I made some mistakes, but I only made them once and that’s pretty cool. I’m not ashamed of my past because I learned from my mistakes, I did whatever I had to (literally) do to pay off my debt and now I live a very different life.
I’m a better person for my stupid financial mistakes and I like to share my story because if I can help even one person avoid making the same errors with their money then I will be happy. I like to think that I’ve helped more than one and hopefully that number goes up after you finish reading this.
Here are three stupid financial mistakes I made, but don’t regret:
I bought a new car
Worst. Decision. Ever. But you know what I’ll probably do it again.

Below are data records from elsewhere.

//! # Data Store
//!
//! Validated in-memory map of identity hash to [`DatabaseEntry`].
//!
//! `put` checks, in order:
//!
//! 1. the record's self-computed hash equals the key it is stored under
//! 2. structure bounds and signature
//! 3. freshness: nothing stamped beyond the clock fudge in the future,
//!    no already-expired or overlong lease sets, no ancient router
//!    descriptors (unless we know almost no routers)
//! 4. a key never changes kind: a lease set cannot replace a router
//!    descriptor held under the same hash, nor the other way round
//! 5. ordering: an older version than the one held is dropped, an identical
//!    version is a no-op
//!
//! Nothing here expires entries on a timer. Removal only happens through
//! [`DataStore::remove`], called by maintenance or `NetDb::fail`.
//!
//! A floodfill index is maintained alongside the map so selection never
//! scans every stored record to find floodfills.

use std::collections::{HashMap, HashSet};
use std::sync::{PoisonError, RwLock};

use tracing::{debug, trace};

use crate::config::DataStoreConfig;
use crate::crypto::SignatureError;
use crate::identity::{now_ms, Identity};
use crate::record::{DatabaseEntry, RecordKind, RouterInfo};

/// Why a record was refused.
#[derive(Debug, Clone, Copy, PartialEq, Eq)]
pub enum RejectReason {
    /// Self-computed hash differs from the key.
    KeyMismatch,
    /// Too many addresses, leases or an empty lease set.
    Malformed,
    BadSignature(SignatureError),
    /// Stamped further in the future than the clock fudge allows.
    FromTheFuture,
    /// Lease set whose earliest lease already ended.
    Expired,
    /// Lease set claiming leases further ahead than allowed.
    LeaseTooLong,
    /// Router descriptor older than the router expiry.
    RouterTooOld,
    /// A record of the other kind is already held under this key.
    KindConflict,
}

impl std::fmt::Display for RejectReason {
    fn fmt(&self, f: &mut std::fmt::Formatter<'_>) -> std::fmt::Result {
        match self {
            RejectReason::KeyMismatch => write!(f, "record hash does not match key"),
            RejectReason::Malformed => write!(f, "record structure out of bounds"),
            RejectReason::BadSignature(e) => write!(f, "bad record signature: {e}"),
            RejectReason::FromTheFuture => write!(f, "record published too far in the future"),
            RejectReason::Expired => write!(f, "lease set already expired"),
            RejectReason::LeaseTooLong => write!(f, "lease set expires too far in the future"),
            RejectReason::RouterTooOld => write!(f, "router descriptor too old"),
            RejectReason::KindConflict => write!(f, "key already holds a record of another kind"),
        }
    }
}

impl std::error::Error for RejectReason {}

/// Result of [`DataStore::put`].
#[derive(Debug, Clone, PartialEq, Eq)]
pub enum PutOutcome {
    /// Stored; carries the version it replaced, if any.
    Accepted { previous: Option<DatabaseEntry> },
    /// Same version already held; nothing changed.
    Duplicate,
    /// A newer version is already held; nothing changed.
    Stale,
    Rejected(RejectReason),
}

impl PutOutcome {
    pub fn is_accepted(&self) -> bool {
        matches!(self, PutOutcome::Accepted { .. })
    }

    /// True if the store now holds a version at least as new as the one offered.
    pub fn is_current(&self) -> bool {
        matches!(self, PutOutcome::Accepted { .. } | PutOutcome::Duplicate)
    }
}

#[derive(Default)]
struct Inner {
    entries: HashMap<Identity, DatabaseEntry>,
    floodfills: HashSet<Identity>,
    routers: usize,
}

impl Inner {
    fn index(&mut self, key: Identity, entry: &DatabaseEntry, delta_in: bool) {
        if entry.kind() == RecordKind::RouterInfo {
            if delta_in {
                self.routers += 1;
            } else {
                self.routers = self.routers.saturating_sub(1);
            }
        }
        if entry.is_floodfill_router() {
            if delta_in {
                self.floodfills.insert(key);
            } else {
                self.floodfills.remove(&key);
            }
        }
    }
}

pub struct DataStore {
    inner: RwLock<Inner>,
    config: DataStoreConfig,
}

impl DataStore {
    pub fn new(config: DataStoreConfig) -> Self {
        Self {
            inner: RwLock::new(Inner::default()),
            config,
        }
    }

    pub fn get(&self, key: &Identity) -> Option<DatabaseEntry> {
        self.read().entries.get(key).cloned()
    }

    pub fn router_info(&self, key: &Identity) -> Option<RouterInfo> {
        match self.read().entries.get(key) {
            Some(DatabaseEntry::RouterInfo(ri)) => Some(ri.clone()),
            _ => None,
        }
    }

    pub fn is_known(&self, key: &Identity) -> bool {
        self.read().entries.contains_key(key)
    }

    /// True if we hold a descriptor for `key` that does not advertise floodfill.
    pub fn is_known_non_floodfill(&self, key: &Identity) -> bool {
        let inner = self.read();
        matches!(inner.entries.get(key), Some(DatabaseEntry::RouterInfo(ri)) if !ri.is_floodfill())
    }

    pub fn keys(&self) -> Vec<Identity> {
        self.read().entries.keys().copied().collect()
    }

    pub fn len(&self) -> usize {
        self.read().entries.len()
    }

    pub fn is_empty(&self) -> bool {
        self.read().entries.is_empty()
    }

    pub fn router_count(&self) -> usize {
        self.read().routers
    }

    pub fn lease_set_count(&self) -> usize {
        let inner = self.read();
        inner.entries.len() - inner.routers
    }

    /// Identities of every stored router advertising floodfill.
    pub fn floodfills(&self) -> Vec<Identity> {
        self.read().floodfills.iter().copied().collect()
    }

    pub fn floodfill_count(&self) -> usize {
        self.read().floodfills.len()
    }

    pub fn put(&self, key: Identity, entry: DatabaseEntry) -> PutOutcome {
        if let Err(reason) = self.validate(&key, &entry) {
            debug!(key = %key.short(), kind = ?entry.kind(), reason = %reason, "netdb store rejected");
            return PutOutcome::Rejected(reason);
        }

        let mut inner = self.write();
        if let Some(existing) = inner.entries.get(&key) {
            if existing.kind() != entry.kind() {
                debug!(key = %key.short(), held = ?existing.kind(), offered = ?entry.kind(), "netdb store rejected: kind conflict");
                return PutOutcome::Rejected(RejectReason::KindConflict);
            }
            if existing.published() > entry.published() {
                trace!(key = %key.short(), "netdb store ignored: newer version held");
                return PutOutcome::Stale;
            }
            if existing.published() == entry.published() {
                return PutOutcome::Duplicate;
            }
        }

        let previous = inner.entries.insert(key, entry.clone());
        if let Some(prev) = &previous {
            inner.index(key, prev, false);
        }
        inner.index(key, &entry, true);
        PutOutcome::Accepted { previous }
    }

    pub fn remove(&self, key: &Identity) -> Option<DatabaseEntry> {
        let mut inner = self.write();
        let removed = inner.entries.remove(key);
        if let Some(entry) = &removed {
            inner.index(*key, entry, false);
        }
        removed
    }

    fn validate(&self, key: &Identity, entry: &DatabaseEntry) -> Result<(), RejectReason> {
        if entry.identity() != *key {
            return Err(RejectReason::KeyMismatch);
        }
        if !entry.validate_structure() {
            return Err(RejectReason::Malformed);
        }
        entry.verify().map_err(RejectReason::BadSignature)?;

        let now = now_ms();
        let fudge = self.config.clock_fudge.as_millis() as u64;
        if entry.published() > now.saturating_add(fudge) {
            return Err(RejectReason::FromTheFuture);
        }

        match entry {
            DatabaseEntry::LeaseSet(ls) => {
                if ls.earliest_expiration() <= now {
                    return Err(RejectReason::Expired);
                }
                let max_future = self.config.max_lease_future.as_millis() as u64;
                if ls.latest_expiration() > now.saturating_add(max_future) {
                    return Err(RejectReason::LeaseTooLong);
                }
            }
            DatabaseEntry::RouterInfo(ri) => {
                let expiry = self.config.router_expiry.as_millis() as u64;
                let too_old = ri.published.saturating_add(expiry) < now;
                if too_old && self.router_count() >= self.config.min_remaining_routers {
                    return Err(RejectReason::RouterTooOld);
                }
            }
        }
        Ok(())
    }

    fn read(&self) -> std::sync::RwLockReadGuard<'_, Inner> {
        self.inner.read().unwrap_or_else(PoisonError::into_inner)
    }

    fn write(&self) -> std::sync::RwLockWriteGuard<'_, Inner> {
        self.inner.write().unwrap_or_else(PoisonError::into_inner)
    }
}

However next time I buy a new car I will be prepared for the financial commitment. I wasn’t ready the first time around. In 2007 I purchased a brand new Honda Civic for no reason other than I didn’t have one. Yes, I know, stupid.
I was 27 years old, had a good job as a financial planner, never had anything of my own and all my friends had cars so I wanted one too. One day on my lunch hour I went to Honda and bought a new car. A year later when the market crashed I couldn’t afford the $500 monthly car payment. I did the best I could, but three years later I ended up selling the car with less than 30,000 miles on it.

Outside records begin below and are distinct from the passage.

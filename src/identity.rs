//! # Identities, Routing Keys and Signing Keys
//!
//! - [`Identity`]: 32-byte identity hash naming a router or a database record
//! - [`RoutingKey`]: the time-rotated form of an identity used for every
//!   XOR-distance comparison
//! - [`Keypair`]: Ed25519 signing keypair owning a router or destination
//!
//! ## Identity Model
//!
//! A router's identity hash is `BLAKE3(signing public key)`. Lease sets are
//! keyed the same way by their destination's signing key, so both record
//! kinds share one keyspace and one XOR metric.
//!
//! ## Invariants
//!
//! - `Identity::from_bytes(bytes).as_bytes() == bytes`
//! - XOR distance is symmetric and zero only for equal identities
//! - Distances compare as big-endian unsigned integers ([`distance_cmp`])

use std::net::IpAddr;
use std::time::{SystemTime, UNIX_EPOCH};

use ed25519_dalek::{Signature, Signer, SigningKey, Verifier, VerifyingKey};
use rand::rngs::OsRng;
use serde::{Deserialize, Serialize};

/// Returns current time as milliseconds since Unix epoch.
/// Used for publish timestamps and freshness checks on records.
#[inline]
pub fn now_ms() -> u64 {
    SystemTime::now()
        .duration_since(UNIX_EPOCH)
        .unwrap_or_default()
        .as_millis() as u64
}

// ============================================================================
// Identity Hash
// ============================================================================

#[derive(Clone, Copy, PartialEq, Eq, PartialOrd, Ord, Hash, Serialize, Deserialize)]
pub struct Identity([u8; 32]);

impl Identity {
    #[inline]
    pub const fn from_bytes(bytes: [u8; 32]) -> Self {
        Self(bytes)
    }

    /// Identity hash of arbitrary key material.
    pub fn hash_of(data: &[u8]) -> Self {
        Self(*blake3::hash(data).as_bytes())
    }

    /// A uniformly random identity, used for exploration targets and tests.
    pub fn random() -> Self {
        let mut bytes = [0u8; 32];
        rand::RngCore::fill_bytes(&mut OsRng, &mut bytes);
        Self(bytes)
    }

    #[inline]
    pub fn as_bytes(&self) -> &[u8; 32] {
        &self.0
    }

    /// XOR of the two identities, read as a big-endian 256-bit distance.
    pub fn xor_distance(&self, other: &Identity) -> [u8; 32] {
        std::array::from_fn(|i| self.0[i] ^ other.0[i])
    }

    pub fn to_hex(self) -> String {
        hex::encode(self.0)
    }

    /// First eight bytes in hex, the form used in log fields.
    pub fn short(&self) -> String {
        hex::encode(&self.0[..8])
    }

    pub fn from_hex(s: &str) -> Result<Self, hex::FromHexError> {
        let bytes = hex::decode(s)?;
        <[u8; 32]>::try_from(bytes.as_slice())
            .map(Self)
            .map_err(|_| hex::FromHexError::InvalidStringLength)
    }
}

/// Order two XOR distances; smaller is closer.
#[inline]
pub fn distance_cmp(a: &[u8; 32], b: &[u8; 32]) -> std::cmp::Ordering {
    // Byte arrays compare lexicographically, which is big-endian order.
    a.cmp(b)
}

impl std::fmt::Debug for Identity {
    fn fmt(&self, f: &mut std::fmt::Formatter<'_>) -> std::fmt::Result {
        write!(f, "Identity({})", self.short())
    }
}

impl std::fmt::Display for Identity {
    fn fmt(&self, f: &mut std::fmt::Formatter<'_>) -> std::fmt::Result {
        write!(f, "{}", self.to_hex())
    }
}

impl From<[u8; 32]> for Identity {
    fn from(bytes: [u8; 32]) -> Self {
        Self(bytes)
    }
}

impl From<Identity> for [u8; 32] {
    fn from(id: Identity) -> Self {
        id.0
    }
}

impl AsRef<[u8]> for Identity {
    fn as_ref(&self) -> &[u8] {
        &self.0
    }
}

// ============================================================================
// Routing Key (time-rotated keyspace position)
// ============================================================================

/// Position of a content key in the XOR keyspace for a given day.
///
/// SECURITY: Distances are never computed against the raw content hash.
/// Rotating the mapping daily stops an attacker from parking identities next
/// to a fixed target region ahead of time.
#[derive(Clone, Copy, PartialEq, Eq, Hash)]
pub struct RoutingKey(Identity);

impl RoutingKey {
    #[inline]
    pub const fn new(position: Identity) -> Self {
        Self(position)
    }

    #[inline]
    pub fn as_identity(&self) -> &Identity {
        &self.0
    }

    /// XOR distance from this routing key to a peer.
    #[inline]
    pub fn distance_to(&self, peer: &Identity) -> [u8; 32] {
        self.0.xor_distance(peer)
    }

    /// Orders two peers by closeness to this key.
    #[inline]
    pub fn closer(&self, a: &Identity, b: &Identity) -> std::cmp::Ordering {
        distance_cmp(&self.distance_to(a), &self.distance_to(b))
    }
}

impl std::fmt::Debug for RoutingKey {
    fn fmt(&self, f: &mut std::fmt::Formatter<'_>) -> std::fmt::Result {
        write!(f, "RoutingKey({})", &self.0.to_hex()[..16])
    }
}

// ============================================================================
// Network prefix (IP-based locality)
// ============================================================================

/// Coarse network origin of a peer address.
///
/// IPv4 is reduced to its `/24`, IPv6 to its `/48`. Two floodfills sharing a
/// prefix are likely run by one operator, so a single lookup avoids querying
/// more than one of them.
#[derive(Clone, Copy, Debug, PartialEq, Eq, Hash)]
pub struct NetPrefix([u8; 6]);

impl NetPrefix {
    pub fn from_ip(ip: IpAddr) -> Self {
        let mut out = [0u8; 6];
        match ip {
            IpAddr::V4(v4) => out[..3].copy_from_slice(&v4.octets()[..3]),
            IpAddr::V6(v6) => out.copy_from_slice(&v6.octets()[..6]),
        }
        Self(out)
    }
}

// ============================================================================
// Signing Keypair
// ============================================================================

#[derive(Clone)]
pub struct Keypair {
    signing_key: SigningKey,
}

impl Keypair {
    pub fn generate() -> Self {
        let signing_key = SigningKey::generate(&mut OsRng);
        Self { signing_key }
    }

    pub fn from_secret_key_bytes(bytes: &[u8; 32]) -> Self {
        let signing_key = SigningKey::from_bytes(bytes);
        Self { signing_key }
    }

    pub fn secret_key_bytes(&self) -> [u8; 32] {
        self.signing_key.to_bytes()
    }

    pub fn public_key_bytes(&self) -> [u8; 32] {
        self.signing_key.verifying_key().to_bytes()
    }

    /// Identity hash of this keypair's public key.
    pub fn identity(&self) -> Identity {
        Identity::hash_of(&self.public_key_bytes())
    }

    pub fn verifying_key(&self) -> VerifyingKey {
        self.signing_key.verifying_key()
    }

    pub fn sign(&self, message: &[u8]) -> Signature {
        self.signing_key.sign(message)
    }

    pub fn verify(&self, message: &[u8], signature: &Signature) -> bool {
        self.signing_key.verifying_key().verify(message, signature).is_ok()
    }
}

impl std::fmt::Debug for Keypair {
    fn fmt(&self, f: &mut std::fmt::Formatter<'_>) -> std::fmt::Result {
        f.debug_struct("Keypair")
            .field("identity", &self.identity().short())
            .finish_non_exhaustive()
    }
}

#[cfg(test)]
mod tests {
    use super::*;

    #[test]
    fn identity_round_trips_bytes_and_hex() {
        let bytes = [7u8; 32];
        let id = Identity::from_bytes(bytes);
        assert_eq!(id.as_bytes(), &bytes);
        assert_eq!(Identity::from_hex(&id.to_hex()).unwrap(), id);
        assert!(Identity::from_hex("abcd").is_err());
    }

    #[test]
    fn xor_distance_is_symmetric_and_zero_for_self() {
        let a = Identity::random();
        let b = Identity::random();
        assert_eq!(a.xor_distance(&b), b.xor_distance(&a));
        assert_eq!(a.xor_distance(&a), [0u8; 32]);
    }

    #[test]
    fn distance_cmp_orders_big_endian() {
        let mut small = [0u8; 32];
        small[31] = 0xff;
        let mut large = [0u8; 32];
        large[0] = 0x01;
        assert!(distance_cmp(&small, &large).is_lt());
        assert!(distance_cmp(&large, &small).is_gt());
        assert!(distance_cmp(&large, &large).is_eq());
    }

    #[test]
    fn routing_key_orders_peers_by_closeness() {
        let key = RoutingKey::new(Identity::from_bytes([0u8; 32]));
        let mut near = [0u8; 32];
        near[31] = 1;
        let mut far = [0u8; 32];
        far[0] = 1;
        let near = Identity::from_bytes(near);
        let far = Identity::from_bytes(far);
        assert!(key.closer(&near, &far).is_lt());
    }

    #[test]
    fn keypair_identity_is_hash_of_public_key() {
        let keypair = Keypair::generate();
        assert_eq!(
            keypair.identity(),
            Identity::hash_of(&keypair.public_key_bytes())
        );
        let restored = Keypair::from_secret_key_bytes(&keypair.secret_key_bytes());
        assert_eq!(restored.identity(), keypair.identity());
    }

    #[test]
    fn net_prefix_groups_ipv4_by_slash_24() {
        let a = NetPrefix::from_ip("10.1.2.3".parse().unwrap());
        let b = NetPrefix::from_ip("10.1.2.200".parse().unwrap());
        let c = NetPrefix::from_ip("10.1.3.3".parse().unwrap());
        assert_eq!(a, b);
        assert_ne!(a, c);
    }
}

Financial lesson number one: don’t ever buy something just because you’re keeping up with the Joneses. You can’t afford to be in the Jones family.
I took money for granted
When you work in investments and the market is booming there is a lot of money to be made…A LOT OF MONEY. However, when the market crashed globally there was NO MONEY to be made. In 2007 I was making a six figure income and I never thought that a year later I would be dead broke.
I never saved a single penny (or should I say nickel because we don’t have pennies in Canada) because I was young and stupid and thought there would always be money to be made. I was wrong.
Financial lesson number two: always save because you never know what’s going to happen in the world, in your life or with your job.
I used credit card cash advances
Oh good Lord this was a stupid idea. When I was 28 I got my first platinum MasterCard with a $10k limit and I thought I was on top of the world. I used it to purchase expensive electronics, go on vacation and put gas in my new Honda – remember how expensive gas was in 2008?
After the market crash my income dropped by half and I couldn’t afford to pay rent. Some people would get a second job, some would move, but not me. No sir. What did I do? I took out cash advances from my shiny new platinum MasterCard to pay my rent. That’s a mistake that helped me rack up over $50k in debt by the time I was 29.
Financial lesson number three: Don’t take a cash advance on your credit card because the interest rate is higher than on purchases and there is no interest free grace period.